LLMs之Hallucinate：《Why Language Models Hallucinate》的翻译与解读

导读：该论文深入分析了语言模型中幻觉现象的成因，认为幻觉源于预训练阶段的统计压力和后训练阶段评估体系对猜测行为的奖励。论文提出了通过修改评估方法，使其不再惩罚不确定性，而是奖励适当表达不确定性的行为，从而有效抑制幻觉的社会技术解决方案。

论文把“为什么会有 hallucination”从经验命题上升为可证明的统计与制度问题：其核心贡献是把生成错误归约为 Is-It-Valid 的二元分类，从而给出下界与成因分析，并指出真正能抑制幻觉的不是再加一个专门测评，而是修改主导研究与产品走向的评测与榜单机制（给弃答/不确定性合理分数），连同在训练环节引入有效性的判别和交互式监督，才可能在长期内把模型从“猜题式”行为导向更可信、诚实的表现。

>> 背景痛点：

● 模型行为异常：过度自信且生成“看起来靠谱但错误”的陈述（hallucination）：这种错误既影响实用性也削弱信任（示例：在要求「只在知道时回答」的情况下仍给出具体但错误的日期）。
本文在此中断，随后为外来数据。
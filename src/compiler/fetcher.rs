use super::version::Version;
use async_trait::async_trait;
use bytes::Bytes;
use primitive_types::H256;
use sha2::{Digest, Sha256};
use std::path::{Path, PathBuf};
use thiserror::Error;

#[derive(Error, Debug)]
pub enum FetchError {
    #[error("version {0} not found in the release index")]
    NotFound(String),
    #[error("couldn't fetch the file: {0:#}")]
    Fetch(anyhow::Error),
    #[error("hashsum mismatch for downloaded file: expected {expected:x}, found {found:x}")]
    HashMismatch { expected: H256, found: H256 },
    #[error("couldn't save the file: {0}")]
    File(#[from] std::io::Error),
    #[error("tokio scheduling error: {0}")]
    Schedule(#[from] tokio::task::JoinError),
}

/// Obtains a runnable compiler binary for a given version.
#[async_trait]
pub trait Fetcher: Send + Sync {
    type Version: Version;

    async fn fetch(&self, ver: &Self::Version) -> Result<PathBuf, FetchError>;

    fn all_versions(&self) -> Vec<Self::Version>;
}

/// Verifies the checksum of the downloaded binary and writes it into
/// `<folder>/<version>/solc`, marked executable.
pub(crate) async fn write_executable<Ver: Version>(
    data: Bytes,
    expected_sha256: H256,
    folder: &Path,
    ver: &Ver,
) -> Result<PathBuf, FetchError> {
    let found = H256::from_slice(&Sha256::digest(&data));
    if expected_sha256 != found {
        return Err(FetchError::HashMismatch {
            expected: expected_sha256,
            found,
        });
    }

    let folder = folder.join(ver.to_string());
    let file = folder.join("solc");

    let save_result = {
        let file = file.clone();
        tokio::task::spawn_blocking(move || -> std::io::Result<()> {
            std::fs::create_dir_all(&folder)?;
            std::fs::write(&file, data)?;
            #[cfg(unix)]
            {
                use std::os::unix::fs::PermissionsExt;
                std::fs::set_permissions(&file, std::fs::Permissions::from_mode(0o755))?;
            }
            Ok(())
        })
        .await?
    };
    save_result?;

    Ok(file)
}
//! Storage collaborator interface. The verification core never writes here
//! itself; the calling layer persists results after a verdict, which keeps
//! the core side-effect free and easy to test against the in-memory variant.

use crate::verifier::MatchType;
use async_trait::async_trait;
use chrono::{DateTime, Utc};
use parking_lot::RwLock;
use primitive_types::H160;
use serde::{Deserialize, Serialize};
use std::collections::{BTreeMap, HashMap};
use thiserror::Error;

#[derive(Error, Debug)]
pub enum StorageError {
    #[error("contract 0x{} is not stored", hex::encode(.0))]
    NotFound(H160),
    #[error("storage error: {0:#}")]
    Internal(#[from] anyhow::Error),
}

#[derive(Clone, Debug, PartialEq, Eq, Serialize, Deserialize)]
pub struct ContractRecord {
    pub address: H160,
    pub bytecode: String,
    #[serde(default, skip_serializing_if = "Option::is_none")]
    pub creator: Option<H160>,
    #[serde(default, skip_serializing_if = "Option::is_none")]
    pub created_at: Option<DateTime<Utc>>,
}

/// Everything the caller chose to persist about a successful (or failed)
/// verification attempt.
#[derive(Clone, Debug, PartialEq, Eq, Serialize, Deserialize)]
pub struct VerificationRecord {
    pub verified: bool,
    pub sources: BTreeMap<String, String>,
    #[serde(default, skip_serializing_if = "Option::is_none")]
    pub abi: Option<serde_json::Value>,
    pub compiler_version: String,
    pub optimization_used: bool,
    #[serde(default, skip_serializing_if = "Option::is_none")]
    pub optimization_runs: Option<u32>,
    #[serde(default, skip_serializing_if = "Option::is_none")]
    pub constructor_arguments: Option<String>,
    #[serde(default, skip_serializing_if = "BTreeMap::is_empty")]
    pub libraries: BTreeMap<String, String>,
    #[serde(default, skip_serializing_if = "Option::is_none")]
    pub evm_version: Option<String>,
    #[serde(default, skip_serializing_if = "Option::is_none")]
    pub match_type: Option<MatchType>,
    pub verified_at: DateTime<Utc>,
}

#[async_trait]
pub trait ContractStorage: Send + Sync {
    async fn get_contract(&self, address: H160) -> Result<Option<ContractRecord>, StorageError>;

    async fn store_contract(&self, record: ContractRecord) -> Result<(), StorageError>;

    async fn get_contract_verification(
        &self,
        address: H160,
    ) -> Result<Option<VerificationRecord>, StorageError>;

    /// Fails with `NotFound` when the contract itself was never stored.
    async fn update_contract_verification(
        &self,
        address: H160,
        record: VerificationRecord,
    ) -> Result<(), StorageError>;
}

/// Hash-map backed storage for tests and single-process deployments.
#[derive(Default)]
pub struct InMemoryStorage {
    contracts: RwLock<HashMap<H160, (ContractRecord, Option<VerificationRecord>)>>,
}

impl InMemoryStorage {
    pub fn new() -> Self {
        Self::default()
    }
}

#[async_trait]
impl ContractStorage for InMemoryStorage {
    async fn get_contract(&self, address: H160) -> Result<Option<ContractRecord>, StorageError> {
        Ok(self
            .contracts
            .read()
            .get(&address)
            .map(|(record, _)| record.clone()))
    }

    async fn store_contract(&self, record: ContractRecord) -> Result<(), StorageError> {
        self.contracts
            .write()
            .entry(record.address)
            .and_modify(|(stored, _)| *stored = record.clone())
            .or_insert((record, None));
        Ok(())
    }

    async fn get_contract_verification(
        &self,
        address: H160,
    ) -> Result<Option<VerificationRecord>, StorageError> {
        Ok(self
            .contracts
            .read()
            .get(&address)
            .and_then(|(_, verification)| verification.clone()))
    }

    async fn update_contract_verification(
        &self,
        address: H160,
        record: VerificationRecord,
    ) -> Result<(), StorageError> {
        match self.contracts.write().get_mut(&address) {
            Some((_, verification)) => {
                *verification = Some(record);
                Ok(())
            }
            None => Err(StorageError::NotFound(address)),
        }
    }
}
● 产生根源复杂：不仅是训练数据有错——即便训练语料“无误”，现代预训练目标也会在统计意义上导致生成错误。

● 评估激励错误行为：多数主流基准（leaderboards）以 0-1/准确率类二元评分为主，惩罚“我不知道/弃答”而奖励“猜测”，因此模型被驱动成为“会答题的猜测者”而非诚实表达不确定性。

● 现有缓解不足：已有针对 hallucination 的评测或技巧无法根本改变被广泛采用的主评分机制带来的激励失配。

>> 具体的解决方案：

● 理论分析方案：把生成错误问题归约为“Is-It-Valid（IIV）”二元分类问题：将生成任务中的“有效/错误输出”视作二元分类并建立数学关系（生成错误率 ≳ 2 × IIV 误判率），从而把生成时的幻觉问题转化为被熟知的分类误差分析框架。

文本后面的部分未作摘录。